Pénuries de main-d’œuvre

“Dans un domaine au moins, il n’y a pas de pénurie, celui des inquiétudes sur les pénuries. C’est a priori étonnant : les files devant les magasins, voilà une image associée aux économies planifiées. Dans une économie de marché, le prix s’ajuste pour équilibrer l’offre et la demande. Une pénurie ne peut y être que temporaire : … la pénurie devrait s’auto-corriger par une augmentation du salaire.

C’est le b.a.-ba du libéralisme économique, et laisser ce mécanisme opérer devrait être pour ses partisans une question de cohérence intellectuelle.
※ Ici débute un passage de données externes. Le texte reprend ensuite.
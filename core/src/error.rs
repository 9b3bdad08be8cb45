//! Error types for declaration compilation and template introspection.

use thiserror::Error;

use crate::validate::ValidationError;

/// Errors raised while compiling a table declaration.
#[derive(Debug, Clone, PartialEq, Eq, Error)]
pub enum CompileError {
    /// The declaration failed validation.
    #[error("invalid declaration for table {table}: {}", join_errors(.errors))]
    Invalid {
        /// Table name as declared.
        table: String,
        /// Every validation problem found.
        errors: Vec<ValidationError>,
    },
}

/// Errors raised while reading column names back out of a `SELECT` template.
#[derive(Debug, Clone, PartialEq, Eq, Error)]
pub enum TemplateError {
    /// The template has no `SELECT ... FROM` projection.
    #[error("malformed select template: {0}")]
    MalformedTemplate(String),
}

fn join_errors(errors: &[ValidationError]) -> String {
    errors
        .iter()
        .map(ToString::to_string)
        .collect::<Vec<_>>()
        .join("; ")
}

/// Convenience alias for results with [`CompileError`].
pub type Result<T> = std::result::Result<T, CompileError>;
//! Error types for artifact storage and declaration loading.
//!
//! Provides a unified error type covering all failure modes: I/O,
//! serialization, missing artifacts, and invalid declarations.

use std::path::PathBuf;

use thiserror::Error;

/// Errors that can occur while storing artifacts or loading declarations.
#[derive(Debug, Error)]
pub enum StoreError {
    /// File I/O failure.
    #[error("I/O error: {0}")]
    IoError(#[from] std::io::Error),

    /// JSON parsing or serialization failure.
    #[error("JSON error: {0}")]
    JsonError(#[from] serde_json::Error),

    /// YAML parsing or serialization failure.
    #[error("YAML error: {0}")]
    YamlError(#[from] serde_yaml::Error),

    /// A named artifact is missing or empty.
    #[error("artifact not found or empty: {0}")]
    EmptyArtifact(String),

    /// A name that does not follow the `{VERB}_{TABLE}` convention.
    #[error("invalid artifact name: {0}")]
    InvalidArtifactName(String),

    /// A declaration failed to compile.
    #[error(transparent)]
    CompileError(#[from] sqlforge_core::CompileError),

    /// Two declarations share a table name.
    #[error("duplicate table declaration: {0}")]
    DuplicateTable(String),

    /// A declaration file could not be parsed.
    #[error("invalid declaration file {path}: {message}")]
    InvalidDeclaration {
        /// File that failed to parse.
        path: PathBuf,
        /// Parser message.
        message: String,
    },
}

/// Convenience alias for results with [`StoreError`].
pub type Result<T> = std::result::Result<T, StoreError>;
Or, aujourd’hui, nous devons constater un double phénomène, particulièrement prononcé en Belgique : les pénuries de main-d’œuvre semblent être un problème permanent majeur pour bon nombre d’employeurs et les salaires réels dans les métiers concernés n’augmentent guère.

C’est toujours surprenant quand ceux qui détiennent les clefs de la solution se plaignent d’un problème ! S’il y a un manque de maçons ou d’infirmiers, c’est aux employeurs de rendre ces métiers plus attractifs … Et soigner l’attractivité peut signifier augmenter les salaires, mais c’est … aussi rendre le travail moins lourd pour la santé, plus aisément compatible avec la vie privée, plus ouvert aux formations et aux évolutions de carrière et plus stimulant car plus responsabilisant et plus polyvalent. …”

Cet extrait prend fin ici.